Records shown –
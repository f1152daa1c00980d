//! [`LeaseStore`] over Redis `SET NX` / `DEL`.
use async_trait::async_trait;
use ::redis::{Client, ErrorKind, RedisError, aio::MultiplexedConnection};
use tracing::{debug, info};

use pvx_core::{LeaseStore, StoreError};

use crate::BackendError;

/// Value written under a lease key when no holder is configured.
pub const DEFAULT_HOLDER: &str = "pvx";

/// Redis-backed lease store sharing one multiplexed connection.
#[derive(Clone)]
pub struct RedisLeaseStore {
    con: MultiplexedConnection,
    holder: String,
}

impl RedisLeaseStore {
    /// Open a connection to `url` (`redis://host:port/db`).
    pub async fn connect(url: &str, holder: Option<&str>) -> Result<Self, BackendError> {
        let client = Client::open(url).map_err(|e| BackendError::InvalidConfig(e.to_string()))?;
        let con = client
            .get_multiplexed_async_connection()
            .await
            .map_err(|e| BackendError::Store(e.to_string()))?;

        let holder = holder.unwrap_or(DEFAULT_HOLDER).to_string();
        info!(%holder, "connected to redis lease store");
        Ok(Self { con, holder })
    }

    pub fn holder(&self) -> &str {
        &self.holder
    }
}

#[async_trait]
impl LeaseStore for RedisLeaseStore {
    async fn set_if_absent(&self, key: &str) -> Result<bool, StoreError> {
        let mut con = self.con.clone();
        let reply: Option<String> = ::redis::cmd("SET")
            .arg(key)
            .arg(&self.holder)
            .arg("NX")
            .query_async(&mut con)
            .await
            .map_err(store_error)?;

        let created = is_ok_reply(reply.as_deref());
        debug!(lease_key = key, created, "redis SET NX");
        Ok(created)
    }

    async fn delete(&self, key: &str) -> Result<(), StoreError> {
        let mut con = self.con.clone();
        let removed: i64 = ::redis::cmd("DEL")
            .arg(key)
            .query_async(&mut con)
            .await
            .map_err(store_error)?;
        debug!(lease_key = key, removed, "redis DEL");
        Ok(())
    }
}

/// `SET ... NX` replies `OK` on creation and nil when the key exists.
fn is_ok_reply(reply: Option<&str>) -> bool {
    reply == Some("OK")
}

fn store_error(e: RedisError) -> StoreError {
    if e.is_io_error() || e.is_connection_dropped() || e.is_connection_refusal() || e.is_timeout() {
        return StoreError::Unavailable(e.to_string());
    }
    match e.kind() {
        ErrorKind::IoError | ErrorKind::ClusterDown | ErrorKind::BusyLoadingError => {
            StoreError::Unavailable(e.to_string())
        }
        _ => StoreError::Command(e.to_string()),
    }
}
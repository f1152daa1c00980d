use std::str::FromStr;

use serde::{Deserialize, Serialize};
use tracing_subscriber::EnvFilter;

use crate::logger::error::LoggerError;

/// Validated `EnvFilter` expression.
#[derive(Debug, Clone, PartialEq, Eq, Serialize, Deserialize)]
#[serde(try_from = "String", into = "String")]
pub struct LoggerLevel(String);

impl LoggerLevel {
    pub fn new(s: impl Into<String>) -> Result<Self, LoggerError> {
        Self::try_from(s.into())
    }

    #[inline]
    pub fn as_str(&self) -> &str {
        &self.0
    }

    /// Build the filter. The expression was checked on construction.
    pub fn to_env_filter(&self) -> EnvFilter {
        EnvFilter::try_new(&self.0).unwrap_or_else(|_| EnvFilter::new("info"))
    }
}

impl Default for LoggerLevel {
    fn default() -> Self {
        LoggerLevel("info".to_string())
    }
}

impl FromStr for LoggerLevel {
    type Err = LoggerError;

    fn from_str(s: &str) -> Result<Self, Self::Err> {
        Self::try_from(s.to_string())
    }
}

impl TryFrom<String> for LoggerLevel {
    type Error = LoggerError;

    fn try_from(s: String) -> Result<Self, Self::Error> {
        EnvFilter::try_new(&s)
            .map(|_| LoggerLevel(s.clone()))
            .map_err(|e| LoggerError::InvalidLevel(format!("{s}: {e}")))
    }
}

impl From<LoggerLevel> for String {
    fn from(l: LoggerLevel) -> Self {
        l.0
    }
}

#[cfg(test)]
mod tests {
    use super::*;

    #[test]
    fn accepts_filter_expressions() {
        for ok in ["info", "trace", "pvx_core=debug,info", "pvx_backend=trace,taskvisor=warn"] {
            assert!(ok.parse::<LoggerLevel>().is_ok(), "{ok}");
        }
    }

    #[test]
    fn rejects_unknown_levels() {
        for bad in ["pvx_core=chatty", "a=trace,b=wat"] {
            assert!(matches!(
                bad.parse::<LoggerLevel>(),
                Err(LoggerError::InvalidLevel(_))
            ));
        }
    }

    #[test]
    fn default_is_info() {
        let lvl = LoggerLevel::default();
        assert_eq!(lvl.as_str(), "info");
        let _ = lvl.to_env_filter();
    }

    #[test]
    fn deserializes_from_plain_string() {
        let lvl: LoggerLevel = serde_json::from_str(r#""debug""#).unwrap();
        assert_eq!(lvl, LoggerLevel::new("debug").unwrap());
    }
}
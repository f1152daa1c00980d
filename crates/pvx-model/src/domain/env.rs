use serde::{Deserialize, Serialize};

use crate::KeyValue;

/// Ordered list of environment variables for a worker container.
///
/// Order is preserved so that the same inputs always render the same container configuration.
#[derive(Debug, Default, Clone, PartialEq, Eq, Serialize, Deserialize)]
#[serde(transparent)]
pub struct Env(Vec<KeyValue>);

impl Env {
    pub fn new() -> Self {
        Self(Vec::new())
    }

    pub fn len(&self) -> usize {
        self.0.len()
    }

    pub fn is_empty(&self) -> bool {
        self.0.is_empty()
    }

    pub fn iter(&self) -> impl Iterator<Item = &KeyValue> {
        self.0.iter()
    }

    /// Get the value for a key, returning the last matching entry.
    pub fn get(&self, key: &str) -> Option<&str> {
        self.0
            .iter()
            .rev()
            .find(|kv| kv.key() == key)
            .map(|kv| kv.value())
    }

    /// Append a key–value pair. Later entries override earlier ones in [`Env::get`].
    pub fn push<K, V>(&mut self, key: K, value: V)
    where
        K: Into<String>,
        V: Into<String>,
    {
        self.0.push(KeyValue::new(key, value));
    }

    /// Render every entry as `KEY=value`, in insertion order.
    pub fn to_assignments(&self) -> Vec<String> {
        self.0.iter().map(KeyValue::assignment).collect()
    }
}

What you are asked to do –
Only lines with the word "RedisError" should be collected from the material.

Your response –
use ::redis::{Client, ErrorKind, RedisError, aio::MultiplexedConnection};
fn store_error(e: RedisError) -> StoreError {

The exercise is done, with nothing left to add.